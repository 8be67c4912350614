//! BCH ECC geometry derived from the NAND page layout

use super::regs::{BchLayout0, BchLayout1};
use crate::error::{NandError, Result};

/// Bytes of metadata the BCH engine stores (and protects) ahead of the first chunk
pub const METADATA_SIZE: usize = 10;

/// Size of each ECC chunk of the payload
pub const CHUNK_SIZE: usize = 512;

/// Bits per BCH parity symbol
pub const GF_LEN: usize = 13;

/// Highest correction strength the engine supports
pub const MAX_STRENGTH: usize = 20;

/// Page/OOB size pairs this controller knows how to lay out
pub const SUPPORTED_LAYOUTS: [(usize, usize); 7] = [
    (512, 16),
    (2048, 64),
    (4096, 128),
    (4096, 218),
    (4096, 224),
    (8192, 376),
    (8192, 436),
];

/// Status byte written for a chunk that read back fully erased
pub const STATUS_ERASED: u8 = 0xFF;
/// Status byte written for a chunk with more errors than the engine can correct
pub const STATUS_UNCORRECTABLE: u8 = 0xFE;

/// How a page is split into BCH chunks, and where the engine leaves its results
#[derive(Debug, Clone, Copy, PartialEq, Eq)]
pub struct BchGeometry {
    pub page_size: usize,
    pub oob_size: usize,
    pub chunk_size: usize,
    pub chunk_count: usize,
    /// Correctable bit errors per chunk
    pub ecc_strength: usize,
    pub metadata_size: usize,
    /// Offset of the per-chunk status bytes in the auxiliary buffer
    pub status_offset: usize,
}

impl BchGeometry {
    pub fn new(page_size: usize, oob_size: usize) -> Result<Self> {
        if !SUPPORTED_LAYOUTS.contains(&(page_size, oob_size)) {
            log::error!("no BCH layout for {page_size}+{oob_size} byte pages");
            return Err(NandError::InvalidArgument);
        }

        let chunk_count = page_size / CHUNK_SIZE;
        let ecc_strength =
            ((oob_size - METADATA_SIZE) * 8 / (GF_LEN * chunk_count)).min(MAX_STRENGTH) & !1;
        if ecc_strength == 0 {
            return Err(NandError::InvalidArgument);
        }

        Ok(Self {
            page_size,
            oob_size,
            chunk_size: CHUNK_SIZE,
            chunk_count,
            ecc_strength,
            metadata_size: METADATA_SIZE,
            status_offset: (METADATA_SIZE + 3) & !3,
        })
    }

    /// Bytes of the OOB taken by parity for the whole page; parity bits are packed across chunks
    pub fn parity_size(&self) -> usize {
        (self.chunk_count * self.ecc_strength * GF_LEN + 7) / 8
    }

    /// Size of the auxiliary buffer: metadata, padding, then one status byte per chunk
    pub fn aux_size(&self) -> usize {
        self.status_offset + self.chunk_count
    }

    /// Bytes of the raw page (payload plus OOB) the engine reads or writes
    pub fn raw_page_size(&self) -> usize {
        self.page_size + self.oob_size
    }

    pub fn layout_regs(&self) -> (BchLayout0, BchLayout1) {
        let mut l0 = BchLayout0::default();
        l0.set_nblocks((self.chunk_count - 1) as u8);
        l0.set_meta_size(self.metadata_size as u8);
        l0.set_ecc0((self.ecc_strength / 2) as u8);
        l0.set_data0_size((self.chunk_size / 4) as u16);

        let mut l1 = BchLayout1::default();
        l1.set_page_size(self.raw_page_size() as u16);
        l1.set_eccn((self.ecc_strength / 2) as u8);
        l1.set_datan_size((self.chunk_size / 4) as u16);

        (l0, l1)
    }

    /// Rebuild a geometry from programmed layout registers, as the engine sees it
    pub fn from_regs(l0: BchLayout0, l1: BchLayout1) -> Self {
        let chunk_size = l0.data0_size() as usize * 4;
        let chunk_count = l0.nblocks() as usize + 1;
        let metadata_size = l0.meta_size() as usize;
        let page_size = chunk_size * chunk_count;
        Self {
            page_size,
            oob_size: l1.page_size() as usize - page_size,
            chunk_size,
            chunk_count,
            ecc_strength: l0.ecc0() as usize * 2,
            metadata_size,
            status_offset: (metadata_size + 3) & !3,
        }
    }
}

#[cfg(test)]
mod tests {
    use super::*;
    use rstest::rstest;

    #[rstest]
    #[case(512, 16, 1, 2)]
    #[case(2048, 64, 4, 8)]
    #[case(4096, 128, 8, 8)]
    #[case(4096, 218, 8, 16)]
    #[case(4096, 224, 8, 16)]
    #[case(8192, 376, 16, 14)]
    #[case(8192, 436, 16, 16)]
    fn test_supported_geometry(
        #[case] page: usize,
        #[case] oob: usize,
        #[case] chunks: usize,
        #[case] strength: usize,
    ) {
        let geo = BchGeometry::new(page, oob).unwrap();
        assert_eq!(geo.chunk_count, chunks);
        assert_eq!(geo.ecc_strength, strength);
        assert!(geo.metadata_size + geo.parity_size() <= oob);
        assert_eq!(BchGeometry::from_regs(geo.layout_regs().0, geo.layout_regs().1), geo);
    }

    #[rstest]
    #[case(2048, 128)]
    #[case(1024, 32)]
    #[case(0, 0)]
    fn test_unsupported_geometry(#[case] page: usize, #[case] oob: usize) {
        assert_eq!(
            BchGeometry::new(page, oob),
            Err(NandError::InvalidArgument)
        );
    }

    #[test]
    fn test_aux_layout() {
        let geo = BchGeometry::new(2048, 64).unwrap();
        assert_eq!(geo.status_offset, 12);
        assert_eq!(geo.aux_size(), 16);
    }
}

ASSIGNED TASK ▸ Go to the line with "the engine supports" in the entries above and repeat every line from there through the line with "pub fn new(page_size: usize, oob_size: usize)", exactly and with no other text.

OUTPUT FOR THIS EXERCISE ▸
/// Highest correction strength the engine supports
pub const MAX_STRENGTH: usize = 20;

/// Page/OOB size pairs this controller knows how to lay out
pub const SUPPORTED_LAYOUTS: [(usize, usize); 7] = [
    (512, 16),
    (2048, 64),
    (4096, 128),
    (4096, 218),
    (4096, 224),
    (8192, 376),
    (8192, 436),
];

/// Status byte written for a chunk that read back fully erased
pub const STATUS_ERASED: u8 = 0xFF;
/// Status byte written for a chunk with more errors than the engine can correct
pub const STATUS_UNCORRECTABLE: u8 = 0xFE;

/// How a page is split into BCH chunks, and where the engine leaves its results
#[derive(Debug, Clone, Copy, PartialEq, Eq)]
pub struct BchGeometry {
    pub page_size: usize,
    pub oob_size: usize,
    pub chunk_size: usize,
    pub chunk_count: usize,
    /// Correctable bit errors per chunk
    pub ecc_strength: usize,
    pub metadata_size: usize,
    /// Offset of the per-chunk status bytes in the auxiliary buffer
    pub status_offset: usize,
}

impl BchGeometry {
    pub fn new(page_size: usize, oob_size: usize) -> Result<Self> {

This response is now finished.